Verify after a deploy:

```sh
curl -s http://beast:13131/discovery | jq .max_prompt_tokens   # expect 131072
```

`model.conf` sorts after any manual `local.conf`, so the deploy-managed
value wins over a hand override of the same variable. Use `local.conf`
only for genuinely host-local, transient experiments — and remember a
later deploy will re-assert `model.conf`.

**opencode** — `opencode.json`, `provider.models."Qwen/Qwen3.6-27B".limit`:

```json
{ "context": 131072, "input": 122880, "output": 8192 }
```

(`input = context − output = 131072 − 8192`; `NEURON_MAX_PROMPT_TOKENS`
131072 sits one `output` above `input`, the tokenizer-drift margin.)

## After #62: single source of truth (superseded by #67)

[#62](https://git.lair.cafe/helexa/helexa/issues/62) moved `limit
{ context, input, output }` (and `cost`) onto `GET /models`, sourced from
the operator-declared catalogue (`models.toml`). That was the right
plumbing but the wrong *source*: a per-model catalogue limit goes stale
the moment cortex hot-swaps a neuron's resident model, and forces the
hand-tuning fight (the tables above) to be re-run on every change.

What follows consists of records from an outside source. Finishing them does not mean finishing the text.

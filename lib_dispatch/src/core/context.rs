//! # Dispatch Context
//!
//! The one object an application holds. It wires the caches, the router, the
//! connection manager, the task queue and the dispatcher together and exposes
//! the public operations.
//!
//! Constructing a context has no side effects: nothing touches the network
//! until the first job, connect request or asset lookup.

use std::sync::Arc;

use serde_json::Value;
use tokio::sync::broadcast;

use crate::configs::DispatchConfig;
use crate::core::completion::{Completion, JobOutcome};
use crate::core::connection_manager::ConnectionManager;
use crate::core::content_cache::ContentCache;
use crate::core::dispatcher::{JobDispatcher, JobSpec};
use crate::core::health_cache::HealthCache;
use crate::core::pending_table::ResultRouter;
use crate::core::rest_adapter::RestAdapter;
use crate::core::status::{ConnectionState, StatusUpdate};
use crate::core::task_queue::TaskQueue;
use crate::core::transport::{ChannelConnector, ResolvedAsset, ServiceApi};
use crate::error::{DispatchError, DispatchResult};
use crate::utils::content_key;

pub struct DispatchContext {
    api: Arc<dyn ServiceApi>,
    health: Arc<HealthCache>,
    asset_cache: ContentCache<ResolvedAsset>,
    router: Arc<ResultRouter>,
    conn: Arc<ConnectionManager>,
    queue: Arc<TaskQueue>,
    dispatcher: Arc<JobDispatcher>,
}

impl DispatchContext {
    pub fn new(config: DispatchConfig, api: Arc<dyn ServiceApi>, connector: Arc<dyn ChannelConnector>) -> Self {
        let config = Arc::new(config);
        let result_cache = Arc::new(ContentCache::new(config.result_cache_ttl(), config.result_cache_max));
        let asset_cache = ContentCache::new(config.asset_cache_ttl(), config.asset_cache_max);
        let health = Arc::new(HealthCache::new(Arc::clone(&api), &config));
        let router = Arc::new(ResultRouter::new(Arc::clone(&result_cache)));
        let conn = Arc::new(ConnectionManager::new(
            Arc::clone(&config),
            connector,
            Arc::clone(&health),
            Arc::clone(&router),
        ));
        let queue = TaskQueue::new(config.max_concurrency);
        let rest = RestAdapter::new(Arc::clone(&api), &config);
        let dispatcher = Arc::new(JobDispatcher::new(
            &config,
            Arc::clone(&queue),
            Arc::clone(&conn),
            Arc::clone(&router),
            rest,
            result_cache,
        ));

        Self {
            api,
            health,
            asset_cache,
            router,
            conn,
            queue,
            dispatcher,
        }
    }

    /// A context backed by the real HTTP and WebSocket transports.
    #[cfg(feature = "retrieve")]
    pub fn with_http(config: DispatchConfig) -> DispatchResult<Self> {
        use crate::retrieve::{HttpServiceApi, WsConnector};

        let api = HttpServiceApi::new(config.request_timeout())?;
        Ok(Self::new(config, Arc::new(api), Arc::new(WsConnector)))
    }

    /// Queues a job; the outcome arrives through `spec.completion`.
    pub fn submit(&self, spec: JobSpec) {
        self.dispatcher.submit(spec);
    }

    /// Convenience wrapper: builds a [`JobSpec`] from a payload and waits for it.
    ///
    /// `None` means the job's batch was cancelled.
    pub async fn run(&self, payload: Value) -> Option<JobOutcome> {
        let (completion, handle) = Completion::channel();
        self.submit(JobSpec::new(payload, completion));
        handle.outcome().await
    }

    pub fn begin_batch(&self) -> String {
        self.dispatcher.begin_batch()
    }

    pub fn current_batch(&self) -> Option<String> {
        self.dispatcher.current_batch()
    }

    pub fn cancel_batch(&self, batch_id: &str) -> usize {
        self.dispatcher.cancel_batch(batch_id)
    }

    pub async fn ensure_connected(&self) -> bool {
        self.conn.ensure_connected().await
    }

    /// Reachability of the configured address (cached, single-flight).
    pub async fn probe_health(&self) -> DispatchResult<bool> {
        let base = self.conn.resolve_base().ok_or(DispatchError::Unresolvable)?;
        Ok(self.health.probe(&base).await)
    }

    pub fn subscribe_status(&self) -> broadcast::Receiver<StatusUpdate> {
        self.conn.subscribe_status()
    }

    pub fn connection_state(&self) -> ConnectionState {
        self.conn.connection_state()
    }

    pub fn set_service_address(&self, raw: &str) {
        self.conn.set_service_address(raw);
    }

    pub fn set_max_concurrency(&self, max_concurrency: usize) {
        self.queue.set_max_concurrency(max_concurrency);
    }

    /// Fetches a content address, serving repeats of the same content key from cache.
    pub async fn resolve_asset(&self, url: &str) -> DispatchResult<ResolvedAsset> {
        let key = content_key(url);
        if let Some(key) = &key {
            if let Some(asset) = self.asset_cache.get(key) {
                log::debug!("[asset] cache hit {}", key);
                return Ok(asset);
            }
        }
        let asset = self.api.fetch_asset(url).await?;
        if let Some(key) = key {
            self.asset_cache.put(key, asset.clone());
        }
        Ok(asset)
    }

    pub fn pending_jobs(&self) -> usize {
        self.router.len()
    }

    pub fn running_jobs(&self) -> usize {
        self.queue.running()
    }

    pub fn queued_jobs(&self) -> usize {
        self.queue.queued()
    }

    /// Highest number of jobs observed running at once.
    pub fn peak_running_jobs(&self) -> usize {
        self.queue.peak_running()
    }

    /// Whether a job has completed through the service yet (cold-start flag cleared).
    pub fn has_delivered(&self) -> bool {
        self.router.has_delivered()
    }

    pub fn sends_blocked(&self) -> bool {
        self.conn.sends_blocked()
    }

    pub fn open_attempts(&self) -> usize {
        self.conn.open_attempts()
    }

    pub fn shutdown(&self) {
        self.conn.shutdown();
    }
}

## After #67: the neuron computes its own limit

[#67](https://git.lair.cafe/helexa/helexa/issues/67) makes the limit a
**computed function of live state**, not an operator-declared fact. Per
loaded model, the neuron derives:

```
output  = output_reserve_tokens                       (config; default 8192)
kv/token/card = 2(K+V) · n_full_attn_layers · (n_kv_heads / tp) · head_dim · dtype_bytes
vram_ceiling       = (free_tightest − activation_headroom − min_free_floor) / kv_per_token_per_card
throughput_ceiling = target_prefill_latency_secs · measured_prefill_tok_per_sec
context = min(max_position_embeddings, vram_ceiling, throughput_ceiling)
          clamped by NEURON_MAX_PROMPT_TOKENS only if explicitly set (backstop)
input   = context − output
```

- `free_tightest` is the **minimum free VRAM across the model's
  devices** — the tightest card, often a non-leader TP rank.
- `measured_prefill_tok_per_sec` is **self-measured** (an EMA over real
  requests; a configured bootstrap until the first sample). Because it
  reads live state, the advertised `limit` **rises automatically** as
  prefix caching (#11) or other efficiency work frees VRAM / speeds
  prefill — no operator action.
- Knobs live in `[harness.candle.context_limit]` (see
  `neuron.example.toml`). The catalogue `limit` is **no longer
  consulted** (the field is inert/deprecated); `cost` stays
  operator-set in the catalogue.
- **opencode**: remove any hand-entered `limit` block from
  `opencode.json` — discovery is authoritative.

`NEURON_MAX_PROMPT_TOKENS` is demoted from authority to an **optional
clamp-only backstop** (applied only when explicitly set). The
deploy-managed drop-in still pins a per-host ceiling, but the derivation
binds below it in practice.

The request path **enforces the derived cap**: a prompt is rejected with
`PromptTooLong` when it exceeds the model's computed `input` budget
(refreshed on every `/models` poll), not the static
`NEURON_MAX_PROMPT_TOKENS` — so a VRAM-tight host rejects an over-budget
prompt up front instead of OOMing mid-prefill. Before the first
derivation (or for an arch without a context profile) it falls back to
the static cap.

## Operational note

`GET /discovery` reports the live `max_prompt_tokens` the running neuron
process actually uses — check it rather than assuming the drop-in took
effect. A drop-in change only applies after `daemon-reload` + a neuron
restart, which the deploy performs; if `/discovery` doesn't match the
`max_prompt_tokens` in the deploy matrix, the host hasn't been
re-deployed since the value changed (or a higher-sorting drop-in is
overriding it). Re-run the `deploy` workflow to reconcile.